The camps help kids learn the language of business as they participate in hands-on programs involving entrepreneurship, career and business. Two five-day programs will take place July 20-24 and Aug. 10-14.

Camps are available for two age groups -- from 11 to 13 and from 14 to 18. Admission is $595, though those who register and pay in full 30 days in advance get a $100 deduction.

For information, call 1-888-KidsWay.

Business failures increase in Ohio

The number of businesses that failed in Ohio rose by almost 24 percent in 1997, an annual analysis reports.

The 1997 preliminary Business Failure Record, by Dun & Bradstreet Corp., shows that 2,823 Ohio businesses failed last year, about 83 for every 10,000 listed. In 1996, 2,280 failed, about 68 for every 10,000.

By contrast, business failures in Kentucky declined -- to 568 in 1997 from 642 in 1996.

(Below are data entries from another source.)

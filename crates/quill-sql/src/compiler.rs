mod compiled;
pub use compiled::Compiled;

mod form;
pub use form::Form;

mod writes;
pub(crate) use writes::Write;

use crate::{
    binder::Binder,
    defaults,
    resolve,
    serializer::{Assignment, Serializer, UpdateSql},
    Dialect,
};

use quill_core::{stmt::Update, Error, Result, Schema};

use tracing::{debug, instrument};

/// Compiles UPDATE statements for one dialect.
///
/// A compiler holds no per-statement state: every call to
/// [`compile`](Compiler::compile) starts from fresh counters, so the same
/// statement always compiles to the same text and one compiler can be shared
/// between threads.
///
/// ```
/// use quill_core::{schema::Type, stmt::{Expr, Update}, Schema};
/// use quill_sql::Compiler;
///
/// let mut schema = Schema::default();
/// let users = schema
///     .build_table("users")
///     .column("id", Type::I64)
///     .primary_key()
///     .column("name", Type::String)
///     .finish();
/// let users = schema.table(users);
///
/// let stmt = Update::new(users)
///     .set(users.c("name"), "ed")
///     .filter(Expr::eq(users.c("id"), 7));
///
/// let compiled = Compiler::postgresql(&schema).compile(&stmt).unwrap();
/// assert_eq!(compiled.sql, "UPDATE users SET name=$1 WHERE users.id = $2");
/// ```
#[derive(Debug, Clone, Copy)]
pub struct Compiler<'a> {
    schema: &'a Schema,
    dialect: &'a Dialect,
}

impl<'a> Compiler<'a> {
    pub fn new(schema: &'a Schema, dialect: &'a Dialect) -> Self {
        Compiler { schema, dialect }
    }

    pub fn postgresql(schema: &'a Schema) -> Self {
        Self::new(schema, &Dialect::POSTGRESQL)
    }

    pub fn mysql(schema: &'a Schema) -> Self {
        Self::new(schema, &Dialect::MYSQL)
    }

    pub fn sqlite(schema: &'a Schema) -> Self {
        Self::new(schema, &Dialect::SQLITE)
    }

    pub fn dialect(&self) -> &'a Dialect {
        self.dialect
    }

    #[instrument(
        name = "sql::update::compile",
        level = "trace",
        skip_all,
        fields(dialect = self.dialect.name)
    )]
    pub fn compile(&self, stmt: &Update) -> Result<Compiled> {
        let candidates = resolve::update_froms(stmt);

        let explicit_secondary = stmt
            .values
            .iter()
            .filter_map(|(key, _)| key.as_column())
            .any(|column| column.table != stmt.target);

        // Bare names resolve as they would render with every value present
        let qualified = self
            .select_form(&candidates, explicit_secondary)
            .is_ok_and(|form| form.qualifies_set());

        let writes = writes::resolve(self.schema, stmt, &candidates, qualified)?;

        // Values replaced by a later write no longer reference their tables
        let froms = resolve::write_froms(stmt, &writes);
        let writes_secondary = writes.iter().any(|write| write.column.table != stmt.target);
        let form = self.select_form(&froms, writes_secondary)?;

        debug!(?form, extras = froms.len(), writes = writes.len(), "update form");

        let postfetch = self.dialect.capability.postfetch_onupdate && !froms.is_multi_table();
        let written: Vec<_> = writes.iter().map(|write| write.column).collect();
        let defaults = defaults::resolve(self.schema, stmt.target, &written, &froms, postfetch);

        if writes.is_empty() && defaults.is_empty() {
            return Err(Error::invalid_statement("UPDATE has no values to SET"));
        }

        let bindings = Binder::new(self.schema).bind(stmt, &writes, &defaults)?;

        let assignments = writes
            .iter()
            .map(|write| Assignment::Expr {
                column: write.column,
                expr: write.expr,
            })
            .chain(defaults.assignments().map(|generated| Assignment::Generated {
                column: generated.column,
                value: &generated.value,
            }))
            .collect();

        let sql_stmt = UpdateSql {
            target: stmt.target,
            froms: &froms,
            assignments,
            filter: &stmt.filter,
            returning: defaults.postfetch().collect(),
        };

        let mut params = vec![];
        let sql = Serializer::new(self.schema, self.dialect).serialize(
            form,
            &sql_stmt,
            &bindings,
            &mut params,
        )?;

        Ok(Compiled {
            sql,
            params,
            form,
            defaults,
        })
    }

    fn select_form(&self, froms: &resolve::Froms, writes_secondary: bool) -> Result<Form> {
        let capability = &self.dialect.capability;

        if !froms.is_multi_table() {
            return Ok(Form::SingleTable);
        }

        if writes_secondary {
            return if capability.multi_table_update {
                Ok(Form::MultiTable)
            } else {
                Err(Error::unsupported_dialect(
                    self.dialect.name,
                    "UPDATE statements that write to more than one table",
                ))
            };
        }

        let prefer_multi = capability.multi_table_update && capability.prefer_multi_table_update;

        if capability.correlated_from_update && !prefer_multi {
            Ok(Form::CorrelatedFrom)
        } else if capability.multi_table_update {
            Ok(Form::MultiTable)
        } else {
            Err(Error::unsupported_dialect(
                self.dialect.name,
                "UPDATE statements that reference more than one table",
            ))
        }
    }
}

Two Ohio firms on comeback list

A couple of Ohio companies have made Success magazine's Phoenix 50 list -- a roster of entrepreneurs who have crashed but come back stronger.

They are Susan Bishop of Bishop Interactive Group, a doll-manufacturing company in Cleveland (No. 4); and James Bonk of Camelot Music retail chain in North Canton (No. 5).

Business bookshelf

How to Get Customers to Call, Buy and Beg for More, by Kenneth J. Varga (World Wide Publishing and Trading, LLC; $49.96). Marketing and sales for entrepreneurs, including common marketing mistakes, tapping into universal needs and positioning product.